This is my most powerful and advanced motor, designed around a generator core to deliver loads of power directly to the wheels. Using a 24 slot 16 pole configuration with a halbach array, this motor puts out a huge amount of torque.
This large, high pole count motor was an experiment to make a nearly stepless BLDC, with 51 slots an 50 poles giving 2550 cogging steps per rotation for essentially no torque ripple. However, an unwanted side effect of this configuration is the loud high pitched whine it makes at full speed and the potential for running into ERPM limits on the controller.
This motor was an attempt to reduce manufacturing cost of the core with a bent-plate hollow core reducing mass and material needed while still having a respectable flux density. In practice, It had less torque than predicted but still was able to provide a considerable amount of power.
This flat, large diameter motor was designed for large props and a very low operating speed. It used laser cut stell laminations and thick solid core windings with a high turn count.
This motor was built using the large magnets from old hard drives and fit neatly inside the machined case of one of the drives. It was breifly used to drive a test vehicle but the printed shaft adapter proved to be a weak point.

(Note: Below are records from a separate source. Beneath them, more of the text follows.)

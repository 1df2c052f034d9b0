//! Turns persisted room events into reducer actions.

use thiserror::Error;
use tracing::debug;

use crate::{
    dto::room_event::{DecodeError, EventId, RoomEvent, RoomEventBody},
    state::{
        game::Player,
        grid::Cell,
        state_machine::{Action, State},
    },
};

/// Fatal translation failure: the log producer broke the wire contract.
#[derive(Debug, Clone, PartialEq, Eq, Error)]
#[error("event {id} rejected: {source}")]
pub struct TranslateError {
    /// Identifier of the offending event.
    pub id: EventId,
    /// What was wrong with it.
    #[source]
    pub source: DecodeError,
}

/// Translate `event` into an action against the current `state`.
///
/// Returns `Ok(None)` when a `choose_clue` event is not admissible right now
/// (wrong phase, sender without board control, answered, unknown or negative cell).
/// Must be called in log order, right before the result is reduced.
pub fn translate(event: &RoomEvent, state: &State) -> Result<Option<Action>, TranslateError> {
    let body = event.body().map_err(|source| TranslateError {
        id: event.id,
        source,
    })?;

    let action = match body {
        RoomEventBody::Join(payload) => {
            Action::PlayerJoin(Player::new(payload.user_id, payload.name))
        }
        RoomEventBody::ChangeName(payload) => {
            Action::PlayerChangeName(Player::new(payload.user_id, payload.name))
        }
        RoomEventBody::StartRound(payload) => Action::StartRound(payload.round),
        RoomEventBody::ChooseClue(payload) => {
            let (Ok(row), Ok(col)) = (usize::try_from(payload.i), usize::try_from(payload.j))
            else {
                debug!(
                    event_id = event.id,
                    i = payload.i,
                    j = payload.j,
                    "dropping clue choice with negative index"
                );
                return Ok(None);
            };
            let cell = Cell::new(row, col);
            let has_control = state.board_control() == Some(payload.user_id.as_str());
            if !has_control || !state.can_open(cell) {
                debug!(
                    event_id = event.id,
                    user_id = %payload.user_id,
                    ?cell,
                    has_control,
                    phase = ?state.phase(),
                    "dropping inadmissible clue choice"
                );
                return Ok(None);
            }
            Action::ClickClue(cell)
        }
    };

    Ok(Some(action))
}

#[cfg(test)]
mod tests {
    use std::sync::Arc;

    use serde_json::{Value, json};

    use super::*;
    use crate::{
        dto::room_event::{RoomEventType, UnknownEventType},
        state::{
            game::Game,
            state_machine::{Phase, reduce},
        },
    };

    fn event(id: EventId, kind: &str, payload: Value) -> RoomEvent {
        RoomEvent {
            id,
            timestamp: "2024-01-01T00:00:00Z".into(),
            room_id: 1,
            kind: kind.into(),
            payload,
        }
    }

    fn started_with_host(host: &str) -> State {
        let state = State::new(Arc::new(Game::mock()));
        let state = reduce(&state, Action::PlayerJoin(Player::new(host, host))).unwrap();
        reduce(&state, Action::StartRound(0)).unwrap()
    }

    #[test]
    fn player_events_become_player_actions() {
        let state = State::new(Arc::new(Game::mock()));
        let join = event(1, "join", json!({ "userId": "a", "name": "Alice" }));
        let rename = event(2, "change_name", json!({ "userId": "a", "name": "Ally" }));

        assert_eq!(
            translate(&join, &state).unwrap(),
            Some(Action::PlayerJoin(Player::new("a", "Alice")))
        );
        assert_eq!(
            translate(&rename, &state).unwrap(),
            Some(Action::PlayerChangeName(Player::new("a", "Ally")))
        );
    }

    #[test]
    fn start_round_is_forwarded_unconditionally() {
        let state = State::new(Arc::new(Game::mock()));
        let start = event(1, "start_round", json!({ "round": 4 }));
        assert_eq!(translate(&start, &state).unwrap(), Some(Action::StartRound(4)));
    }

    #[test]
    fn choose_clue_from_board_control_is_admitted() {
        let state = started_with_host("a");
        let choose = event(3, "choose_clue", json!({ "userId": "a", "i": 1, "j": 0 }));
        assert_eq!(
            translate(&choose, &state).unwrap(),
            Some(Action::ClickClue(Cell::new(1, 0)))
        );
    }

    #[test]
    fn choose_clue_from_other_player_is_dropped() {
        let state = started_with_host("a");
        let state = reduce(&state, Action::PlayerJoin(Player::new("b", "Bob"))).unwrap();
        let choose = event(4, "choose_clue", json!({ "userId": "b", "i": 0, "j": 0 }));
        assert_eq!(translate(&choose, &state).unwrap(), None);
    }

    #[test]
    fn choose_clue_outside_choice_phase_or_on_answered_cell_is_dropped() {
        let preview = State::new(Arc::new(Game::mock()));
        let preview = reduce(&preview, Action::PlayerJoin(Player::new("a", "a"))).unwrap();
        let choose = event(5, "choose_clue", json!({ "userId": "a", "i": 0, "j": 0 }));
        assert_eq!(translate(&choose, &preview).unwrap(), None);

        let state = started_with_host("a");
        let state = reduce(&state, Action::ClickClue(Cell::new(0, 0))).unwrap();
        let state = reduce(&state, Action::AnswerClue).unwrap();
        assert_eq!(state.phase(), Phase::AwaitingClueChoice);
        assert_eq!(translate(&choose, &state).unwrap(), None);

        let off_board = event(6, "choose_clue", json!({ "userId": "a", "i": 9, "j": 9 }));
        assert_eq!(translate(&off_board, &state).unwrap(), None);
    }

    #[test]
    fn choose_clue_with_negative_index_is_dropped() {
        let state = started_with_host("a");
        let negative = event(7, "choose_clue", json!({ "userId": "a", "i": -1, "j": 0 }));
        assert_eq!(translate(&negative, &state).unwrap(), None);
    }

    #[test]
    fn unknown_type_is_fatal() {
        let state = State::new(Arc::new(Game::mock()));
        let err = translate(&event(9, "buzz", json!({})), &state).unwrap_err();
        assert_eq!(err.id, 9);
        assert_eq!(
            err.source,
            DecodeError::UnknownType(UnknownEventType("buzz".into()))
        );
    }

    #[test]
    fn malformed_payload_is_fatal() {
        let state = State::new(Arc::new(Game::mock()));
        let err = translate(&event(10, "join", json!({ "userId": "a" })), &state).unwrap_err();
        assert!(matches!(
            err.source,
            DecodeError::MalformedPayload {
                kind: RoomEventType::Join,
                ..
            }
        ));
    }
}
//! Wire types: the room event log format and the HTTP/SSE bodies built around it.

use std::time::SystemTime;
use time::{OffsetDateTime, format_description::well_known::Rfc3339};

pub mod health;
pub mod room;
pub mod room_event;
pub mod session;
pub mod sse;
pub mod validation;

pub(crate) fn format_system_time(time: SystemTime) -> String {
    OffsetDateTime::from(time)
        .format(&Rfc3339)
        .unwrap_or_else(|_| "invalid-timestamp".into())
}
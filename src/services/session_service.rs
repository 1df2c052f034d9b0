//! Server-hosted player sessions: one replication engine per `(room, user)`.

use std::sync::Arc;

use tokio::sync::watch;
use tracing::{info, warn};

use crate::{
    dto::{
        room::{ChooseClueRequest, StartRoundRequest},
        room_event::RoomId,
        session::{SessionActionRequest, SessionActionResponse, SessionSnapshot},
        validation::validate_user_id,
    },
    error::ServiceError,
    services::{
        replication::{ReplicaSnapshot, ReplicationEngine},
        room_service::{self, require_room},
    },
    state::{
        SharedState,
        grid::Cell,
        state_machine::{Action, Phase},
    },
};

/// Attach a session for `user_id` to the room, reusing a live one if present.
pub async fn open_session(
    state: &SharedState,
    room_id: RoomId,
    user_id: &str,
) -> Result<SessionSnapshot, ServiceError> {
    validate_user_id(user_id).map_err(|err| ServiceError::InvalidInput(err.to_string()))?;
    let room = require_room(state, room_id)?;
    let key = (room_id, user_id.to_string());

    if let Some(engine) = live_session(state, room_id, user_id) {
        return Ok(SessionSnapshot::from_replica(
            room_id,
            user_id,
            &engine.snapshot(),
        ));
    }

    let engine = Arc::new(ReplicationEngine::attach(room_id, room.game, state.room_log()).await?);

    // A concurrent open may have won the race; keep whichever landed first.
    let engine = {
        let mut entry = state.sessions().entry(key).or_insert_with(|| Arc::clone(&engine));
        if entry.is_detached() {
            *entry = Arc::clone(&engine);
        }
        Arc::clone(entry.value())
    };

    info!(room_id, %user_id, "session opened");
    Ok(SessionSnapshot::from_replica(
        room_id,
        user_id,
        &engine.snapshot(),
    ))
}

/// Current snapshot of a session.
pub fn get_session(
    state: &SharedState,
    room_id: RoomId,
    user_id: &str,
) -> Result<SessionSnapshot, ServiceError> {
    let engine = require_session(state, room_id, user_id)?;
    Ok(SessionSnapshot::from_replica(
        room_id,
        user_id,
        &engine.snapshot(),
    ))
}

/// Reduce a local action on a session, then append the matching room event
/// so every other session in the room follows.
///
/// `click_clue` only reaches the reducer while the session's player holds
/// board control and the clue can be opened; otherwise `dispatched` is false
/// and nothing is appended. `answer_clue` has no room event and stays local.
/// The appended event echoes back to this session and is dropped there,
/// since its phase has already moved on.
pub async fn dispatch_action(
    state: &SharedState,
    room_id: RoomId,
    user_id: &str,
    request: SessionActionRequest,
) -> Result<SessionActionResponse, ServiceError> {
    let engine = require_session(state, room_id, user_id)?;

    let dispatched = match request {
        SessionActionRequest::ClickClue { row, col } => {
            let opened = engine.click_clue_as(user_id, Cell::new(row, col)).await?;
            if opened {
                room_service::choose_clue(
                    state,
                    room_id,
                    ChooseClueRequest {
                        user_id: user_id.to_string(),
                        i: row,
                        j: col,
                    },
                )
                .await?;
            }
            opened
        }
        SessionActionRequest::AnswerClue => {
            engine.dispatch(Action::AnswerClue).await?;
            true
        }
        SessionActionRequest::StartRound { round } => {
            let next = engine.dispatch(Action::StartRound(round)).await?;
            let started = next.round() == round && next.phase() != Phase::Preview;
            if started {
                room_service::start_round(state, room_id, StartRoundRequest { round }).await?;
            }
            started
        }
    };

    Ok(SessionActionResponse {
        dispatched,
        snapshot: SessionSnapshot::from_replica(room_id, user_id, &engine.snapshot()),
    })
}

/// Receiver notified on every state change of a session.
pub fn subscribe_session(
    state: &SharedState,
    room_id: RoomId,
    user_id: &str,
) -> Result<watch::Receiver<ReplicaSnapshot>, ServiceError> {
    Ok(require_session(state, room_id, user_id)?.subscribe())
}

/// Detach and forget a session.
pub async fn close_session(
    state: &SharedState,
    room_id: RoomId,
    user_id: &str,
) -> Result<(), ServiceError> {
    let (_, engine) = state
        .sessions()
        .remove(&(room_id, user_id.to_string()))
        .ok_or_else(|| session_not_found(room_id, user_id))?;
    engine.detach().await;
    info!(room_id, %user_id, "session closed");
    Ok(())
}

fn live_session(
    state: &SharedState,
    room_id: RoomId,
    user_id: &str,
) -> Option<Arc<ReplicationEngine>> {
    let key = (room_id, user_id.to_string());
    let engine = state.sessions().get(&key).map(|entry| Arc::clone(entry.value()))?;
    if engine.is_detached() {
        warn!(room_id, %user_id, "discarding stopped session");
        state
            .sessions()
            .remove_if(&key, |_, current| Arc::ptr_eq(current, &engine));
        return None;
    }
    Some(engine)
}

fn require_session(
    state: &SharedState,
    room_id: RoomId,
    user_id: &str,
) -> Result<Arc<ReplicationEngine>, ServiceError> {
    state
        .sessions()
        .get(&(room_id, user_id.to_string()))
        .map(|entry| Arc::clone(entry.value()))
        .ok_or_else(|| session_not_found(room_id, user_id))
}

fn session_not_found(room_id: RoomId, user_id: &str) -> ServiceError {
    ServiceError::NotFound(format!("session for `{user_id}` in room {room_id}"))
}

This motor used a laser cut core with built-in heatsink fins for continued high-power operation. Designed to drive a go-kart, this motor struggled with starting torque and was later used with a propeller.
This motor was designed for my first propeller car and paired well with a 30" prop to produce around 150N of thrust. It was the first motor I made that used a laser-cut core and this allowed it to have significantly higher torque for less winding.
This was the first large custom motor I designed, and it performed reasonably well considering that it was all plastic. The stator was printed out of ferromagnetic PLA which helped somewhat with torque.